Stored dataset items
————————
use casino_eden_core::GameError;
use thiserror::Error;

/// 房间管理的错误，都会以 `ServerMessage::Error` 的形式只发给请求方
#[derive(Debug, Clone, PartialEq, Eq, Error)]
pub enum LobbyError {
    #[error("房间不存在")]
    RoomNotFound,

    #[error("只有房主可以开始游戏")]
    NotHost,

    #[error("你已经在一个房间里了")]
    AlreadyInRoom,

    #[error("请先加入或创建房间")]
    NotInRoom,

    #[error(transparent)]
    Game(#[from] GameError),
}
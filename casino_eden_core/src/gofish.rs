//! 钓鱼 (Go Fish)：玩家对电脑，轮流向对方要某个点数的牌，凑齐四张即成一“书”。

use crate::card::{Card, Rank};
use crate::deck::{Deck, GO_FISH_DECKS};
use crate::error::GameError;
use rand::rngs::StdRng;
use rand::{Rng, SeedableRng};
use serde::{Deserialize, Serialize};

/// 开局每人的手牌数
pub const INITIAL_HAND_SIZE: usize = 7;

#[derive(Debug, Clone, Copy, PartialEq, Eq, Serialize, Deserialize)]
pub enum Side {
    Player,
    Computer,
}

impl Side {
    pub fn opponent(self) -> Side {
        match self {
            Side::Player => Side::Computer,
            Side::Computer => Side::Player,
        }
    }
}

#[derive(Debug, Clone, Copy, PartialEq, Eq)]
pub enum GoFishPhase {
    Playing,
    GameOver,
}

#[derive(Debug, Clone, Copy, PartialEq, Eq, Serialize, Deserialize)]
pub enum GoFishResult {
    PlayerWins,
    ComputerWins,
    Tie,
}

/// 要牌的结果
#[derive(Debug, Clone, Copy, PartialEq, Eq)]
pub enum AskOutcome {
    /// 从对方手里拿到的张数，继续由提问方行动
    Caught(usize),
    /// 对方没有，提问方必须摸牌
    GoFish,
}

/// 摸牌的结果
#[derive(Debug, Clone, Copy, PartialEq, Eq)]
pub enum FishOutcome {
    /// 摸到了要的点数，再来一轮
    LuckyDraw(Card),
    /// 摸到别的牌，轮到对方
    Drew(Card),
    /// 牌堆已空，轮到对方
    DeckEmpty,
}

/// 对局过程中发生的事件，供界面逐条展示
#[derive(Debug, Clone, PartialEq, Eq, Serialize, Deserialize)]
pub enum GoFishEvent {
    Asked { side: Side, rank: Rank },
    Caught { side: Side, rank: Rank, count: usize },
    GoFish { side: Side },
    Drew { side: Side, card: Card, keeps_turn: bool },
    DeckEmpty { side: Side },
    /// 手牌打空后补摸一张
    Refilled { side: Side, card: Card },
    Book { side: Side, rank: Rank },
    GameOver(GoFishResult),
}

#[derive(Debug, Clone)]
pub struct GoFishGame {
    pub deck: Deck,
    pub player_hand: Vec<Card>,
    pub computer_hand: Vec<Card>,
    pub player_books: Vec<Rank>,
    pub computer_books: Vec<Rank>,
    pub turn: Side,
    // 上一次没要到的点数，提问方必须先摸牌
    pub pending_fish: Option<Rank>,
    pub phase: GoFishPhase,
    events: Vec<GoFishEvent>,
    rng: StdRng,
}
————————
_WORK INSTRUCTION_. The answer must be a single number: how many lines in the records above contain the word "rand".

_FINISHED EXERCISE_. 2